How Obama Turned Indiana Blue

Celebratory gunfire rang through neighborhoods in Indianapolis Tuesday night, as supporters of President-elect Barack Obama were elated over the election of their candidate to our nation's highest office. Hours later, deep into the morning, while wild parties continued throughout America, the Hoosier State of Indiana was colored blue for the first time since the onset of the Vietnam War.

Perhaps in no other American state did the erstwhile junior senator from Illinois record a more historic win than Indiana on November 4. With due respect to Virginia and North Carolina's southern history, and the other six red states Obama flipped his way, no state more decisively voted for President Bush in 2004 (60-39), then turned around to support the Democratic presidential nominee four short years later.

It's now well known that, like the Commonwealth of Virginia, Indiana had not voted for a Democrat since Lyndon Johnson's 1964 landslide. And as in Virginia, the race in Indiana was close all night. In the end, however, more than any other singular issue, the economy aided Obama's triumph here. His racial background, especially in predominantly African-American Lake County, where the late returns erased a McCain advantage most of the evening, also boosted Obama, as it did throughout the country.

While the national media was surprised, many Hoosier experts were not.

Paul Ogden, a local professor who edits a right-leaning blog, even predicted as much five days prior to the voting. Abdul Shabazz, a local talk radio host and a McCain supporter, also saw an Obama win in the making, though he did believe McCain would prevail in Indiana.

Although following the 2006 midterms, when Democrats gained a congressional majority, I mused that this state was moving blue, I still believed Indiana would stay red in November 2008. I counted on Obama benefiting from a large turnout in the black community, as well as left-leaning places like Bloomington and downtown Indianapolis. But for Obama to win 11 counties that went largely for Bush in 2004? The economic woes must have spoken to people in the booths.
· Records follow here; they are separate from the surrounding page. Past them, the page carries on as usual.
/******************************************************************************
   Author: Joaquín Béjar García
   Email: jb@taunais.com
   Date: 27/1/26
******************************************************************************/

//! # oxfix Session
//!
//! FIX session layer protocol implementation for the oxfix engine.
//!
//! This crate provides:
//! - **Session coordinator**: single-task event loop owning all session state
//! - **State machine**: closed-sum session states with per-variant behavior
//! - **Recovery**: sequence-gap detection, chunked ResendRequests, gap-fill
//!   replay from the message store
//! - **Liveness**: heartbeat/TestRequest timers with peer-timeout escalation
//! - **Scheduling**: session-time windows and daily sequence reset
//! - **Seams**: [`Application`], [`SessionLog`], and [`Clock`] traits

pub mod admin;
pub mod application;
pub mod clock;
pub mod config;
pub mod event;
pub mod log;
pub mod reject;
pub mod schedule;
pub mod sequence;
pub mod session;
pub mod state;
pub mod timer;

#[cfg(test)]
pub(crate) mod testutil;

pub use application::{Application, DoNotSend, FromAdminError};
pub use clock::{Clock, SystemClock};
pub use config::SessionConfig;
pub use event::{FixIn, SessionEvent, TimerEvent};
pub use log::{NullLog, SessionLog, TracingLog};
pub use reject::{Reject, RejectReason, VerifyError};
pub use schedule::SessionSchedule;
pub use sequence::{check_sequence, ResendRange, SeqCheck};
pub use session::{Session, SessionHandle};
pub use state::{PendingBase, SessionState};
pub use timer::TimerSet;
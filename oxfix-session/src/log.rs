/******************************************************************************
   Author: Joaquín Béjar García
   Email: jb@taunais.com
   Date: 27/1/26
******************************************************************************/

//! Session logging.
//!
//! Raw wire traffic and session events are reported through [`SessionLog`].
//! [`TracingLog`] forwards to the `tracing` ecosystem; [`NullLog`] discards
//! everything.

use oxfix_core::types::SessionId;
use tracing::{debug, info};

/// Sink for session wire traffic and events.
pub trait SessionLog: Send {
    /// Called with every raw inbound frame.
    fn on_incoming(&self, bytes: &[u8]);

    /// Called with every raw outbound frame.
    fn on_outgoing(&self, bytes: &[u8]);

    /// Called with session-level events (state changes, errors, rejects).
    fn on_event(&self, event: &str);
}

/// Logs through the `tracing` crate, with the session identity attached.
#[derive(Debug, Clone)]
pub struct TracingLog {
    session_id: String,
}

impl TracingLog {
    /// Creates a log bound to the given session.
    #[must_use]
    pub fn new(session_id: &SessionId) -> Self {
        Self {
            session_id: session_id.to_string(),
        }
    }
}

impl SessionLog for TracingLog {
    fn on_incoming(&self, bytes: &[u8]) {
        debug!(
            session = %self.session_id,
            payload = %String::from_utf8_lossy(bytes),
            "incoming"
        );
    }

    fn on_outgoing(&self, bytes: &[u8]) {
        debug!(
            session = %self.session_id,
            payload = %String::from_utf8_lossy(bytes),
            "outgoing"
        );
    }

    fn on_event(&self, event: &str) {
        info!(session = %self.session_id, "{event}");
    }
}

/// Discards all log output.
#[derive(Debug, Clone, Copy, Default)]
pub struct NullLog;

impl SessionLog for NullLog {
    fn on_incoming(&self, _bytes: &[u8]) {}

    fn on_outgoing(&self, _bytes: &[u8]) {}

    fn on_event(&self, _event: &str) {}
}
Barack H. Obama carried 15 Hoosier counties to John Kerry's paltry four in 2004. Northwestern Indiana counties, with those cherished "Reagan Democrats," propelled Obama as much as any demographic. These blue-collar industrial workers have been hit hard by the economy in areas like South Bend, Portage, Anderson, and south along the Wabash and Ohio Rivers in Terre Haute and Evansville. To vote for America's most liberal senator, they must have been angry, as these folks are overwhelmingly socially conservative, Second Amendment proponents, and churchgoers, predominantly Catholic.